**Work instruction:**
Scan the listing that follows and report how many lines contain "EmptyArgument". Write the number alone.

**Dataset records:**
──────────────────────────────

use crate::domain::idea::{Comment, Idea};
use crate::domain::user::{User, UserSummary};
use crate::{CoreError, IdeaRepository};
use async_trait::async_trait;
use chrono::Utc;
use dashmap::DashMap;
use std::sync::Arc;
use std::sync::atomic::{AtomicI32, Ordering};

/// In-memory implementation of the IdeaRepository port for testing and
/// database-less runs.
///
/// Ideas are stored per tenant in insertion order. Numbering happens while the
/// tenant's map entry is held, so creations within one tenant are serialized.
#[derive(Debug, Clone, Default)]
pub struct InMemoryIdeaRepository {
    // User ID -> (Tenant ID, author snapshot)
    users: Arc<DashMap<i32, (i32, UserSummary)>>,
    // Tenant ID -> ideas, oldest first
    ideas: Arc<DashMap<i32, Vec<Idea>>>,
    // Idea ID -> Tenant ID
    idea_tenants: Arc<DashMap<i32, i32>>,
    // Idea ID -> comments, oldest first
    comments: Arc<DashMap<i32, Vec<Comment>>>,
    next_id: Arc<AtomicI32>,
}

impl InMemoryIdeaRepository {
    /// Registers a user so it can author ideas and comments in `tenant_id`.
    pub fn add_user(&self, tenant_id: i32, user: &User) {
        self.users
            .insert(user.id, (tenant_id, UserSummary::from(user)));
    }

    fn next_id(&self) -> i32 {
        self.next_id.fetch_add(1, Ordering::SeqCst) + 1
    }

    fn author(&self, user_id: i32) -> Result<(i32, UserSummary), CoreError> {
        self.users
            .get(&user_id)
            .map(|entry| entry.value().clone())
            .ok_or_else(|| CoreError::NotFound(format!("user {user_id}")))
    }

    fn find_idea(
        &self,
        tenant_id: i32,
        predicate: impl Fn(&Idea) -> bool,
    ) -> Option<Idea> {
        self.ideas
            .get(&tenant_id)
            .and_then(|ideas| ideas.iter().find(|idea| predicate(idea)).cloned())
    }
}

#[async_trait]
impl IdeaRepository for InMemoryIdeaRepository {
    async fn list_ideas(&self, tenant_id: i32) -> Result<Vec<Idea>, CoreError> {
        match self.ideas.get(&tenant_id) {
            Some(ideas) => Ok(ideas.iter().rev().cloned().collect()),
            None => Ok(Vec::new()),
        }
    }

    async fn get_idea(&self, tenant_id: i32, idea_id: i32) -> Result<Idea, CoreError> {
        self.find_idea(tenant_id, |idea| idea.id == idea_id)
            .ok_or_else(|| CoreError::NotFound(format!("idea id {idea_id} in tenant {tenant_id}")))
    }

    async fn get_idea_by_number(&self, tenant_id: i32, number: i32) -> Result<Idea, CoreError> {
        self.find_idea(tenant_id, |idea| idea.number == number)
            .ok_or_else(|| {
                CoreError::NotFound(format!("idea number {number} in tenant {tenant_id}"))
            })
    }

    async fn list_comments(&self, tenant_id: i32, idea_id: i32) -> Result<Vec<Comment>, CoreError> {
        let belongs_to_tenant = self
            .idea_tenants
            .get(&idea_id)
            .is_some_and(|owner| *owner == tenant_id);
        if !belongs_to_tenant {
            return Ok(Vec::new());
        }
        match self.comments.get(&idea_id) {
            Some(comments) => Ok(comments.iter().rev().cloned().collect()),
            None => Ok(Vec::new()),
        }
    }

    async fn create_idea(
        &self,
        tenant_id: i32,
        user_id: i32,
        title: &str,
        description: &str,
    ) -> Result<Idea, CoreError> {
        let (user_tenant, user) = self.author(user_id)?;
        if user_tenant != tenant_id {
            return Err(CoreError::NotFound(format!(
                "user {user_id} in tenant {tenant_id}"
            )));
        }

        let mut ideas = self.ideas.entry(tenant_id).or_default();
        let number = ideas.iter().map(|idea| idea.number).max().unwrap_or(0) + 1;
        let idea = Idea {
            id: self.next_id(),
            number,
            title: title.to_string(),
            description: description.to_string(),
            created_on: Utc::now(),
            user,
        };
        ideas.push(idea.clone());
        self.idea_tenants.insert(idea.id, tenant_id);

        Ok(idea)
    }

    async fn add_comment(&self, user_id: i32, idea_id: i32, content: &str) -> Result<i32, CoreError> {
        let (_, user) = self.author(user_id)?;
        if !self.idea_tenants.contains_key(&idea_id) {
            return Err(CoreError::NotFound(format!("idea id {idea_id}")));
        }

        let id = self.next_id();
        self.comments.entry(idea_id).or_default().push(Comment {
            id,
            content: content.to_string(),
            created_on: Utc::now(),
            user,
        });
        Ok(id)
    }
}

──────────────────────────────

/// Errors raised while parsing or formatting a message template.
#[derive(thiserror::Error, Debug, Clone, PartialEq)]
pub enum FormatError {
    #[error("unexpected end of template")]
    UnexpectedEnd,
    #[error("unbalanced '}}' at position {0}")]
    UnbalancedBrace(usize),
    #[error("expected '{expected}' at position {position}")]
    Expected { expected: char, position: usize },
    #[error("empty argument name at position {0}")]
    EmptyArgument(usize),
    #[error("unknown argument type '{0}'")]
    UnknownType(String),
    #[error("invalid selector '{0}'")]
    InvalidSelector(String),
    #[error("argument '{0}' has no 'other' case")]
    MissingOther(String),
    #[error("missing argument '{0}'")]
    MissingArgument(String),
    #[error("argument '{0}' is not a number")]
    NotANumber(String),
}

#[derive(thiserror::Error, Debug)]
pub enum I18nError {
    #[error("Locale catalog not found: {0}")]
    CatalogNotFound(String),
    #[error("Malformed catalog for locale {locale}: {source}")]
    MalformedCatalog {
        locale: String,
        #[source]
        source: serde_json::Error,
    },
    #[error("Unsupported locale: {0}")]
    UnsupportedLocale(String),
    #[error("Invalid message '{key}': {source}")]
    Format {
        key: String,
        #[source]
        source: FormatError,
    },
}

──────────────────────────────

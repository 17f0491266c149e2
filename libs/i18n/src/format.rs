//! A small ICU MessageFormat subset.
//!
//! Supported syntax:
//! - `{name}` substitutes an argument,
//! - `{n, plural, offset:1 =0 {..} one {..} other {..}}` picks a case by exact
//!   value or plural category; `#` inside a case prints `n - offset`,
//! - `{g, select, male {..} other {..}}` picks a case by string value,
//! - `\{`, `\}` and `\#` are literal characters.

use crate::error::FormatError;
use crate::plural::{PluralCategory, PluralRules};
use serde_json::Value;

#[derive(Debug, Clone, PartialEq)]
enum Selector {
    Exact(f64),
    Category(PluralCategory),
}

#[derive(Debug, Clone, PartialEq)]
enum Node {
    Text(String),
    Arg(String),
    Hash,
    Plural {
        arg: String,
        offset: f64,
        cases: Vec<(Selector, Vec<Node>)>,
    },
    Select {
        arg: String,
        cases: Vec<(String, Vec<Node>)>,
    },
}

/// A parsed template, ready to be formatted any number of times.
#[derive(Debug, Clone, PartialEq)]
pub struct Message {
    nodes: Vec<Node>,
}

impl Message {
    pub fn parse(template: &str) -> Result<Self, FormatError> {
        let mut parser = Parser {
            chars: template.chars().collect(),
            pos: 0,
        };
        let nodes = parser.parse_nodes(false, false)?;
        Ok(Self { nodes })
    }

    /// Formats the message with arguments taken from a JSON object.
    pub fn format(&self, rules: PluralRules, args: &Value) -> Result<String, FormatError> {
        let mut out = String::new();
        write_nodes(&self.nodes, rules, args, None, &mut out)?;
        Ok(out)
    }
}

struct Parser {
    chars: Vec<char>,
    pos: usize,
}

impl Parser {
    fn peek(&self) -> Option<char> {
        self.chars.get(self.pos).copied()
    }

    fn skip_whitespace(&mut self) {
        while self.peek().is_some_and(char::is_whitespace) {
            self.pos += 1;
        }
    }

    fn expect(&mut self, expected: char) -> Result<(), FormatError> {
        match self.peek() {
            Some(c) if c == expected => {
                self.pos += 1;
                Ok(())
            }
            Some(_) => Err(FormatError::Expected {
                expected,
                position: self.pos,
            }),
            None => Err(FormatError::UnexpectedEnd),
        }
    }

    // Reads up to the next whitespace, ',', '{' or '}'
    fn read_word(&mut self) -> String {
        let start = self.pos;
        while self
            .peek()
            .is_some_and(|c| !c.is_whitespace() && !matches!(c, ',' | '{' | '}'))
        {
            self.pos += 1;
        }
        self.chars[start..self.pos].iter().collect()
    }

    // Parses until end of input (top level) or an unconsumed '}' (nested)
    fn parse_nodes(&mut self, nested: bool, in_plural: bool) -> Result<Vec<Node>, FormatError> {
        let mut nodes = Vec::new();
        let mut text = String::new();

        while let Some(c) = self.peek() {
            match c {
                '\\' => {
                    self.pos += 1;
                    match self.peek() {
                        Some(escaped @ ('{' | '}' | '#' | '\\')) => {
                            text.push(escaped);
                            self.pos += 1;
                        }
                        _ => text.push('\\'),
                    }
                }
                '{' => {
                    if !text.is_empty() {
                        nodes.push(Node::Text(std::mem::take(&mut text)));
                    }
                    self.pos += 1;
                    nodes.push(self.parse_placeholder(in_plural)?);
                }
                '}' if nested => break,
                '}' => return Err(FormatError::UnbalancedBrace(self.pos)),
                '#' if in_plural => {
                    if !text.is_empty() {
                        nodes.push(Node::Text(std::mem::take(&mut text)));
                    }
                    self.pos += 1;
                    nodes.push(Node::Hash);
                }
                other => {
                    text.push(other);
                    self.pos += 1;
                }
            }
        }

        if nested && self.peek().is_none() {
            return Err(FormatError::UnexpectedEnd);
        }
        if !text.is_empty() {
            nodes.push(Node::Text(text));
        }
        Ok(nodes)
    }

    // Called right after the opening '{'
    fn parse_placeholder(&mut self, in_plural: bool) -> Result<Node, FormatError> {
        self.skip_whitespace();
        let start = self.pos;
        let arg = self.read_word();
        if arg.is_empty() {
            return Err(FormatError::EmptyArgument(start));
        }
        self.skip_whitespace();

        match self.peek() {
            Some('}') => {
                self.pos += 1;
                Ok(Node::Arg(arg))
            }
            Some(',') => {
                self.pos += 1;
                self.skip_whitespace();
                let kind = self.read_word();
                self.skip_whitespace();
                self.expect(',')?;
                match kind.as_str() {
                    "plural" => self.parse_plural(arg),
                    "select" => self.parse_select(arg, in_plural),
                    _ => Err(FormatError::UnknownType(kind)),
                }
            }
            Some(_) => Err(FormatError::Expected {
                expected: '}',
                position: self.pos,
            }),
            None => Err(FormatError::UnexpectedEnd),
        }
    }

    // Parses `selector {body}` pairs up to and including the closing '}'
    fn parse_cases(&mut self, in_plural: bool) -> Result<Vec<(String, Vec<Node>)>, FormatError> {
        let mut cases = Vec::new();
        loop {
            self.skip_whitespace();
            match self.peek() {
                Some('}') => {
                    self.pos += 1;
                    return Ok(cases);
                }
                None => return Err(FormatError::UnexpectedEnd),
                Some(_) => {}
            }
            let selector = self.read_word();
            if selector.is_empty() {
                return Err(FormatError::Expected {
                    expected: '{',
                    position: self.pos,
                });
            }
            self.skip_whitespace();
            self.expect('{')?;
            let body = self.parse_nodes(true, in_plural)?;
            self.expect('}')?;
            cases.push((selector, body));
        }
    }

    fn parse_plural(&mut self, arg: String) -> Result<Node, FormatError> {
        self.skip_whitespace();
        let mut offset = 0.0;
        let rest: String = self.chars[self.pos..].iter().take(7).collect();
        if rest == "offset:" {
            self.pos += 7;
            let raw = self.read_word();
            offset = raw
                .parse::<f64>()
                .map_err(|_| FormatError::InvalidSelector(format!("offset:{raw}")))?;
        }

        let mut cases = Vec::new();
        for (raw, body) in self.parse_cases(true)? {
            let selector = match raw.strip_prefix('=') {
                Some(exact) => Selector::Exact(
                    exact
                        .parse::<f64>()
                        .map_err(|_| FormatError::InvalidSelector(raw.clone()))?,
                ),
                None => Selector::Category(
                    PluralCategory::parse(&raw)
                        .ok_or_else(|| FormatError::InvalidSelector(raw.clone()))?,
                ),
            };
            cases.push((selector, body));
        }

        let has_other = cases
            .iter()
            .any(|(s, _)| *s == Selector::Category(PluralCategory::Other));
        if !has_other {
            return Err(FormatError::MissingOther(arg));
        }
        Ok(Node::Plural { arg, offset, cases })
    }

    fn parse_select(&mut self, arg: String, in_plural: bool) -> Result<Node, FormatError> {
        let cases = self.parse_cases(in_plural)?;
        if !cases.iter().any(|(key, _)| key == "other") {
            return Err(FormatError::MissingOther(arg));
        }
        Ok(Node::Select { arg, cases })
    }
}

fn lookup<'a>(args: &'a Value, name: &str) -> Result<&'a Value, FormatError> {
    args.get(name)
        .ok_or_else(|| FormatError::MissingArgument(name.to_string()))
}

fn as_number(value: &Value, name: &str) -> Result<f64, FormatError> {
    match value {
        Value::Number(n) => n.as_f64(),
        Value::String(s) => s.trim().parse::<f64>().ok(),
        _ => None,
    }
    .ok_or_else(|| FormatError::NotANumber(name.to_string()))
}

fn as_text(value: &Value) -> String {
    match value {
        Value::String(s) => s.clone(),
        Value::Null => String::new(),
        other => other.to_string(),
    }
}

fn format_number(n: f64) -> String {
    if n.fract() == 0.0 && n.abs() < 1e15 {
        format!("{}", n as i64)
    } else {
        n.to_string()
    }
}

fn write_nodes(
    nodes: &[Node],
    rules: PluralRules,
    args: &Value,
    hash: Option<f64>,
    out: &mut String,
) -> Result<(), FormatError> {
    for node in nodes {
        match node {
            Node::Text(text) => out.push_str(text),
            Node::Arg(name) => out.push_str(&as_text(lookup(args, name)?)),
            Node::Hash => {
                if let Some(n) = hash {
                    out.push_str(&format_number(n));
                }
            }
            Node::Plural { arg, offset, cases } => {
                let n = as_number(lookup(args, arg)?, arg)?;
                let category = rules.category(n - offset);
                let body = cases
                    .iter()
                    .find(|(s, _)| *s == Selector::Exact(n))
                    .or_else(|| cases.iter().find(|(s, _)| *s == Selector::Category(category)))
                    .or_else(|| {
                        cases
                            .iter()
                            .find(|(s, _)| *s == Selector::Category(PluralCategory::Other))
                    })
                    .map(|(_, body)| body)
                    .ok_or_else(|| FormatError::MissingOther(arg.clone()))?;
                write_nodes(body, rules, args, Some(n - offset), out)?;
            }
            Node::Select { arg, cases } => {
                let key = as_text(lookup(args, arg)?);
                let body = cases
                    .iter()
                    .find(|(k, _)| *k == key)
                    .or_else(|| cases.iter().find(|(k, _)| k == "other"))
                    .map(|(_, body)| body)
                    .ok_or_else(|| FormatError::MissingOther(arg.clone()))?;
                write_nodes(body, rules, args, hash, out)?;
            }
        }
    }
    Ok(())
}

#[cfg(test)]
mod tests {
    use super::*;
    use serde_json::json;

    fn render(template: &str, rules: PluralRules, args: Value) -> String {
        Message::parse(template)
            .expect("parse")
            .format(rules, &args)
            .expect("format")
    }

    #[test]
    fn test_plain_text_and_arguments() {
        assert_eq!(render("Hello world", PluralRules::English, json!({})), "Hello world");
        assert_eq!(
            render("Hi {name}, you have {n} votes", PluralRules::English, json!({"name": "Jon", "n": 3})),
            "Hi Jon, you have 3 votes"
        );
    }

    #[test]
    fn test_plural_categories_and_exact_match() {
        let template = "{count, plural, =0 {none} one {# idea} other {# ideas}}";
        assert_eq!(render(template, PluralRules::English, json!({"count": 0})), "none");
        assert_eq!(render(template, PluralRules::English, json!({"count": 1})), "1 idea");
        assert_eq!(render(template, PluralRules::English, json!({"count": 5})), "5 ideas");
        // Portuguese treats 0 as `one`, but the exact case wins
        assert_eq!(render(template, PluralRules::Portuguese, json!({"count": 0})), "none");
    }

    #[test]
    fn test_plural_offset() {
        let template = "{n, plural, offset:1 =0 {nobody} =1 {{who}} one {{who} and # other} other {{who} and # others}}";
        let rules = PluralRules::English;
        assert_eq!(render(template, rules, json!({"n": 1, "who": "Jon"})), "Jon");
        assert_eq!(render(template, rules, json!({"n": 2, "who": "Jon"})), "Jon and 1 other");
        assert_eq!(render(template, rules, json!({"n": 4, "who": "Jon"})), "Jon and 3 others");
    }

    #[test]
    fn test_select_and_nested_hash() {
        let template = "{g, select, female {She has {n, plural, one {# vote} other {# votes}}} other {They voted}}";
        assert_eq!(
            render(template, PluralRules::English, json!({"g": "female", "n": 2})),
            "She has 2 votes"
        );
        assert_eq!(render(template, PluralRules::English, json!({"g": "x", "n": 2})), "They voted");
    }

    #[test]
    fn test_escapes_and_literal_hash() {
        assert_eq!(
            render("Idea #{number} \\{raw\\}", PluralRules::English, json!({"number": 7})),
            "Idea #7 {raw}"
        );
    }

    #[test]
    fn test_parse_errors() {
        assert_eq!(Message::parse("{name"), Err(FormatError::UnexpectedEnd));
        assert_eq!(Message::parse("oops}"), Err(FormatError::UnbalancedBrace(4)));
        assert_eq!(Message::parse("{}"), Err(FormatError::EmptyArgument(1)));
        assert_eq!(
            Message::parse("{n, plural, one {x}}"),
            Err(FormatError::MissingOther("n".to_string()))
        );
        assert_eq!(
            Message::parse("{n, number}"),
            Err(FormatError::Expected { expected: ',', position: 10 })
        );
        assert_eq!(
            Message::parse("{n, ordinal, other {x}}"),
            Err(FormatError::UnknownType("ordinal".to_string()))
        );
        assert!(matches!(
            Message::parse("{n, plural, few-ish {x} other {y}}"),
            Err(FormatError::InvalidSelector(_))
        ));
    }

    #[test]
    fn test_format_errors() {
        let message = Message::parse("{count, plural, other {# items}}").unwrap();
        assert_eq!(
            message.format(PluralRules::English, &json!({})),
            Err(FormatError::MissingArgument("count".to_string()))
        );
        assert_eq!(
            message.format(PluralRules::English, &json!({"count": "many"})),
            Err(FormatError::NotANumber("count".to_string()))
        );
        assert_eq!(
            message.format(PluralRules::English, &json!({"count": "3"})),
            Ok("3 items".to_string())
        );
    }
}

──────────────────────────────

**Exercise answer:**
3